====== Dataset records ======
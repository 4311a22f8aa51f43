use std::collections::BTreeMap;

use once_cell::sync::OnceCell;
use serde::{Deserialize, Serialize};

use crate::error::CatalogError;
use crate::types::{ActivationVector, Category, Muscle};

const BUILTIN_JSON: &str = include_str!("../data/exercise_catalog.json");

static BUILTIN: OnceCell<ExerciseCatalog> = OnceCell::new();

/// Små bokstaver, trim, '-' og '_' → mellomrom, sammenslått whitespace.
pub fn normalize_name(name: &str) -> String {
    name.to_lowercase()
        .replace(['-', '_'], " ")
        .split_whitespace()
        .collect::<Vec<_>>()
        .join(" ")
}

// ──────────────────────────────────────────────────────────────────────────────
// Rå JSON-form (muskelnavn som strenger, valideres ved lasting)
// ──────────────────────────────────────────────────────────────────────────────

#[derive(Debug, Deserialize)]
struct RawCatalog {
    #[serde(default)]
    #[allow(dead_code)]
    version: u32,
    exercises: Vec<RawEntry>,
}

#[derive(Debug, Deserialize)]
struct RawEntry {
    name: String,
    #[serde(default)]
    aliases: Vec<String>,
    category: Category,
    #[serde(default)]
    primary: BTreeMap<String, f64>,
    #[serde(default)]
    secondary: BTreeMap<String, f64>,
    #[serde(default)]
    modifiers: BTreeMap<String, BTreeMap<String, f64>>,
}

fn parse_muscles(exercise: &str, raw: BTreeMap<String, f64>) -> Result<BTreeMap<Muscle, f64>, CatalogError> {
    raw.into_iter()
        .map(|(name, v)| {
            Muscle::from_name(&name)
                .map(|m| (m, v))
                .ok_or_else(|| CatalogError::UnknownMuscle { exercise: exercise.to_string(), muscle: name })
        })
        .collect()
}

impl RawEntry {
    fn into_entry(self) -> Result<ExerciseCatalogEntry, CatalogError> {
        let primary = parse_muscles(&self.name, self.primary)?;
        let secondary = parse_muscles(&self.name, self.secondary)?;
        let mut modifiers = BTreeMap::new();
        for (key, deltas) in self.modifiers {
            modifiers.insert(key, parse_muscles(&self.name, deltas)?);
        }
        Ok(ExerciseCatalogEntry {
            name: self.name,
            aliases: self.aliases,
            category: self.category,
            primary,
            secondary,
            modifiers,
        })
    }
}

// ──────────────────────────────────────────────────────────────────────────────
// Katalog
// ──────────────────────────────────────────────────────────────────────────────

#[derive(Debug, Clone, PartialEq, Serialize, Deserialize)]
pub struct ExerciseCatalogEntry {
    pub name: String,
    pub aliases: Vec<String>,
    pub category: Category,
    pub primary: BTreeMap<Muscle, f64>,   // typ. 0.3–0.5
    pub secondary: BTreeMap<Muscle, f64>, // typ. 0.1–0.2
    pub modifiers: BTreeMap<String, BTreeMap<Muscle, f64>>,
}

impl ExerciseCatalogEntry {
    pub fn new(name: &str, category: Category) -> Self {
        Self {
            name: name.to_string(),
            aliases: Vec::new(),
            category,
            primary: BTreeMap::new(),
            secondary: BTreeMap::new(),
            modifiers: BTreeMap::new(),
        }
    }

    pub fn alias(mut self, alias: &str) -> Self {
        self.aliases.push(alias.to_string());
        self
    }

    pub fn primary(mut self, muscle: Muscle, weight: f64) -> Self {
        self.primary.insert(muscle, weight);
        self
    }

    pub fn secondary(mut self, muscle: Muscle, weight: f64) -> Self {
        self.secondary.insert(muscle, weight);
        self
    }

    pub fn modifier(mut self, key: &str, muscle: Muscle, delta: f64) -> Self {
        self.modifiers.entry(key.to_string()).or_default().insert(muscle, delta);
        self
    }

    /// Basisaktivering: primær, deretter sekundær.
    pub fn base_activation(&self) -> ActivationVector {
        self.primary.iter().chain(self.secondary.iter()).map(|(m, v)| (*m, *v)).collect()
    }

    pub fn modifier_deltas(&self, key: &str) -> Option<&BTreeMap<Muscle, f64>> {
        self.modifiers.get(key)
    }

    fn validate(&self, index: usize) -> Result<(), CatalogError> {
        if self.name.trim().is_empty() {
            return Err(CatalogError::EmptyName { index });
        }
        for (m, v) in self.primary.iter().chain(self.secondary.iter()) {
            if !v.is_finite() || !(0.0..=1.0).contains(v) {
                return Err(CatalogError::InvalidWeight {
                    exercise: self.name.clone(),
                    muscle: m.to_string(),
                    value: *v,
                });
            }
        }
        for (key, deltas) in &self.modifiers {
            for (m, d) in deltas {
                if !d.is_finite() || !(-1.0..=1.0).contains(d) {
                    return Err(CatalogError::InvalidModifierDelta {
                        exercise: self.name.clone(),
                        modifier: key.clone(),
                        muscle: m.to_string(),
                        value: *d,
                    });
                }
            }
        }
        Ok(())
    }
}

/// Lukket, uforanderlig katalog. Lastes én gang og sendes eksplisitt til mapperen.
#[derive(Debug, Clone)]
pub struct ExerciseCatalog {
    entries: Vec<ExerciseCatalogEntry>,
    // normalisert alias/navn → indeks i `entries`
    alias_index: BTreeMap<String, usize>,
}

impl ExerciseCatalog {
    pub fn from_entries(entries: Vec<ExerciseCatalogEntry>) -> Result<Self, CatalogError> {
        if entries.is_empty() {
            return Err(CatalogError::Empty);
        }
        let mut alias_index: BTreeMap<String, usize> = BTreeMap::new();
        for (i, entry) in entries.iter().enumerate() {
            entry.validate(i)?;
            let keys = std::iter::once(&entry.name).chain(entry.aliases.iter()).map(|a| normalize_name(a));
            for key in keys {
                if key.is_empty() {
                    continue;
                }
                match alias_index.get(&key) {
                    Some(&j) if j != i => {
                        return Err(CatalogError::DuplicateAlias {
                            alias: key,
                            first: entries[j].name.clone(),
                            second: entry.name.clone(),
                        });
                    }
                    Some(_) => {} // samme øvelse, f.eks. "push-up" vs "push up"
                    None => {
                        alias_index.insert(key, i);
                    }
                }
            }
        }
        Ok(Self { entries, alias_index })
    }

    pub fn from_json_str(json: &str) -> Result<Self, CatalogError> {
        let de = &mut serde_json::Deserializer::from_str(json);
        let raw: RawCatalog = serde_path_to_error::deserialize(de)?;
        let entries = raw
            .exercises
            .into_iter()
            .map(RawEntry::into_entry)
            .collect::<Result<Vec<_>, _>>()?;
        Self::from_entries(entries)
    }

    /// Innebygd katalog (data/exercise_catalog.json), parset ved første kall.
    pub fn builtin() -> Result<&'static ExerciseCatalog, CatalogError> {
        BUILTIN.get_or_try_init(|| {
            let cat = Self::from_json_str(BUILTIN_JSON)?;
            log::info!("catalog: innebygd katalog lastet ({} øvelser)", cat.len());
            Ok(cat)
        })
    }

    pub fn len(&self) -> usize {
        self.entries.len()
    }

    pub fn is_empty(&self) -> bool {
        self.entries.is_empty()
    }

    pub fn entries(&self) -> &[ExerciseCatalogEntry] {
        &self.entries
    }

    /// Oppslag på eksakt (normalisert) navn eller alias.
    pub fn get(&self, name: &str) -> Option<&ExerciseCatalogEntry> {
        self.alias_index.get(&normalize_name(name)).map(|&i| &self.entries[i])
    }

    /// (normalisert alias, øvelse) i leksikografisk rekkefølge.
    pub fn aliases(&self) -> impl Iterator<Item = (&str, &ExerciseCatalogEntry)> + '_ {
        self.alias_index.iter().map(|(a, &i)| (a.as_str(), &self.entries[i]))
    }
}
======
Problem requirements: Please return every line from the material above where the string "trim" occurs.

Result of the exercise:
/// Små bokstaver, trim, '-' og '_' → mellomrom, sammenslått whitespace.
        if self.name.trim().is_empty() {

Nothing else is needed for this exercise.